** Problem details **
Entries follow. Return each line that contains the word "bool".

Top of Source records

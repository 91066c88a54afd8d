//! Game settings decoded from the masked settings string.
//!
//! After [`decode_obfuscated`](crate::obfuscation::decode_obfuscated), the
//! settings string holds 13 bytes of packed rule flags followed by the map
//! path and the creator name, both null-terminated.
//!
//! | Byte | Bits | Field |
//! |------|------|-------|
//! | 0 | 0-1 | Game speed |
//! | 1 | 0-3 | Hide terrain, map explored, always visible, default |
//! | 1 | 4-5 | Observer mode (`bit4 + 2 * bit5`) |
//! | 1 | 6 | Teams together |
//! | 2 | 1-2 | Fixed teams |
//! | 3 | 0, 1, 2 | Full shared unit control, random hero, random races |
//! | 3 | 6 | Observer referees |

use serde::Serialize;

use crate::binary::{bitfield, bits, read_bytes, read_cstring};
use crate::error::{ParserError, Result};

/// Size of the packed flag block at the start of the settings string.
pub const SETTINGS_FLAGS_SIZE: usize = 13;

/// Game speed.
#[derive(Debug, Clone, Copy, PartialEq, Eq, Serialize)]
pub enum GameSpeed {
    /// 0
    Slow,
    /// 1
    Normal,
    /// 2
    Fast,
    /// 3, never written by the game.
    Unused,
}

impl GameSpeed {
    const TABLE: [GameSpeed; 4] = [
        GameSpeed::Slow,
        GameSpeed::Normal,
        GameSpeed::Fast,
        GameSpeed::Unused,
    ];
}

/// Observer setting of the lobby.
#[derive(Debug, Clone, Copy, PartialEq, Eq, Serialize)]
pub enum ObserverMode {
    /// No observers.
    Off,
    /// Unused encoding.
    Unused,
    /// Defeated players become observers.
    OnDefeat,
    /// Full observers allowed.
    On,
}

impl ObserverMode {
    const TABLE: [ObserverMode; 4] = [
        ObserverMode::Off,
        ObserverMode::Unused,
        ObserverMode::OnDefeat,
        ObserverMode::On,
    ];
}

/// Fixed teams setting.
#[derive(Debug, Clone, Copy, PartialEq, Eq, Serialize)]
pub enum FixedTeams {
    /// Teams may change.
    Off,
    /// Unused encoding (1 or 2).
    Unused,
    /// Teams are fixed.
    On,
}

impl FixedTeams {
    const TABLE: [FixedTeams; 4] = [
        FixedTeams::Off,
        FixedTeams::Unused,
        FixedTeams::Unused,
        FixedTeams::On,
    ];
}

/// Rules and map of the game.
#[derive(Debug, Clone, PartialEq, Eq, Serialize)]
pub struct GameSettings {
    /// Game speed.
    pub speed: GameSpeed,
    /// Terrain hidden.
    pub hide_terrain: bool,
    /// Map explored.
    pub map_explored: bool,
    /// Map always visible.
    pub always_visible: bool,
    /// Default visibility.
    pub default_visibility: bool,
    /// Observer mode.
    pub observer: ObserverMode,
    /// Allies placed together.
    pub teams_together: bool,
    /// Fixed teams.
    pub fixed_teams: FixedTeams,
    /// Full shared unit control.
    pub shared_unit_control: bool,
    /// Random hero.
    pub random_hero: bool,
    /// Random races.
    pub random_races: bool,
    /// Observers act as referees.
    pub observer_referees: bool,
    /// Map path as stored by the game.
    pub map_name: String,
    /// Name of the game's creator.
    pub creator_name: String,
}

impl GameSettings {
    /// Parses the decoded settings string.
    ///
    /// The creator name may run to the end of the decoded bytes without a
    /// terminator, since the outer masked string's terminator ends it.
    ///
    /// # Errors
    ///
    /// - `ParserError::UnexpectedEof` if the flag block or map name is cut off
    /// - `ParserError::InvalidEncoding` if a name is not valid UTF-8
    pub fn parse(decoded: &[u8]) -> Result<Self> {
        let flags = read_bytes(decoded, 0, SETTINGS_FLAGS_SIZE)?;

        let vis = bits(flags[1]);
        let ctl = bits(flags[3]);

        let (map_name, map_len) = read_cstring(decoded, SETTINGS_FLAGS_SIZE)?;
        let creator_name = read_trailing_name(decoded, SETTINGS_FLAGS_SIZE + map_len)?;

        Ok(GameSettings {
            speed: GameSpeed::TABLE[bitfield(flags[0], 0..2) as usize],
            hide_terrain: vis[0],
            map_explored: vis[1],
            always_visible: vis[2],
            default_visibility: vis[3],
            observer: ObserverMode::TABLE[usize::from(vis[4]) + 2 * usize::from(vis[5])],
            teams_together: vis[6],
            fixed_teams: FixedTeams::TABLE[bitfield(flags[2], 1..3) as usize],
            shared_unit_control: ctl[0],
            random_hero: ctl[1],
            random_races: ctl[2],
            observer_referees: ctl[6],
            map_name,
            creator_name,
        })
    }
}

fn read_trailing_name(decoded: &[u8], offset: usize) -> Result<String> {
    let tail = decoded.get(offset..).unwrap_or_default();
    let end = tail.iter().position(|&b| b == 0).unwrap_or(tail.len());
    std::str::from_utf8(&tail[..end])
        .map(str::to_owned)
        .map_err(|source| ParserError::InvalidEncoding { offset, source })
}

Bottom of Source records
Top of Source records

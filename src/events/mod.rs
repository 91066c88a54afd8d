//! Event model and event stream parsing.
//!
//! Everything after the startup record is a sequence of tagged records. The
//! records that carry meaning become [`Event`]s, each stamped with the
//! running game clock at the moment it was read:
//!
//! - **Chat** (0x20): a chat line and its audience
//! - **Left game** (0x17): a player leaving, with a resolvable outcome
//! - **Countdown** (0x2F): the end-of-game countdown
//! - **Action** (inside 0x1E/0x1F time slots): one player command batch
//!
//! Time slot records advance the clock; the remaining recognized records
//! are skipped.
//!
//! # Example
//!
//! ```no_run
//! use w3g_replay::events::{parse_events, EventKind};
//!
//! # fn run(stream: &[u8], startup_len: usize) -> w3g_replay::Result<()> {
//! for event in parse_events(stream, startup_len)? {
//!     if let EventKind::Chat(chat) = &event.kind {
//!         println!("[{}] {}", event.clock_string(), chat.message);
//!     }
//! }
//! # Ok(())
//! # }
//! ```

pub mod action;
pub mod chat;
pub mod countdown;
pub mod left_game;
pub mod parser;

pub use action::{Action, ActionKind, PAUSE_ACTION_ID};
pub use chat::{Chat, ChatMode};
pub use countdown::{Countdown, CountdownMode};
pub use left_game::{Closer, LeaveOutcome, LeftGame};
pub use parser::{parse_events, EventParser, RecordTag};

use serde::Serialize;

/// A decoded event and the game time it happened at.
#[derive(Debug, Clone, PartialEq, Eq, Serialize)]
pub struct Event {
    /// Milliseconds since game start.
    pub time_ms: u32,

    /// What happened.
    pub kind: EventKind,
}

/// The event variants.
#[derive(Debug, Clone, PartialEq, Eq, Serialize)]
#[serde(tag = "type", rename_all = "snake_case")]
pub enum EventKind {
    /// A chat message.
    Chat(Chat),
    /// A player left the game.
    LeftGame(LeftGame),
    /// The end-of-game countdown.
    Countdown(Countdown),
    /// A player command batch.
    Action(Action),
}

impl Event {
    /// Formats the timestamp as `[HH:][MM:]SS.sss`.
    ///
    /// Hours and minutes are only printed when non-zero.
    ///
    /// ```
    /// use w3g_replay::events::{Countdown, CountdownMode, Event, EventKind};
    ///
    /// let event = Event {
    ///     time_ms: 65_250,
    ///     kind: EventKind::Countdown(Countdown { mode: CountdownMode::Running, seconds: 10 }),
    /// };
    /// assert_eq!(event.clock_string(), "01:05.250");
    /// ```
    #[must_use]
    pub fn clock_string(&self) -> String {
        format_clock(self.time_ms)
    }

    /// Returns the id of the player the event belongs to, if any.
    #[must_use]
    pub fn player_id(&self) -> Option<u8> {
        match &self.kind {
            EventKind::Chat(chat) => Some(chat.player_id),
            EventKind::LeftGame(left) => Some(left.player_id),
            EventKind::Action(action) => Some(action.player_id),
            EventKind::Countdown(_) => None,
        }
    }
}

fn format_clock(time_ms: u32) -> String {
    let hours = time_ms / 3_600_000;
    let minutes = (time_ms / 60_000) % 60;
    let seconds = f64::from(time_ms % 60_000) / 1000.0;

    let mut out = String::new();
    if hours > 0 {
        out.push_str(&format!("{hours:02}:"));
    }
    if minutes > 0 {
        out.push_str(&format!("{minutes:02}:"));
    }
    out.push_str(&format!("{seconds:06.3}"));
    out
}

Bottom of Source records

** Solved problem **
    pub hide_terrain: bool,
    pub map_explored: bool,
    pub always_visible: bool,
    pub default_visibility: bool,
    pub teams_together: bool,
    pub shared_unit_control: bool,
    pub random_hero: bool,
    pub random_races: bool,
    pub observer_referees: bool,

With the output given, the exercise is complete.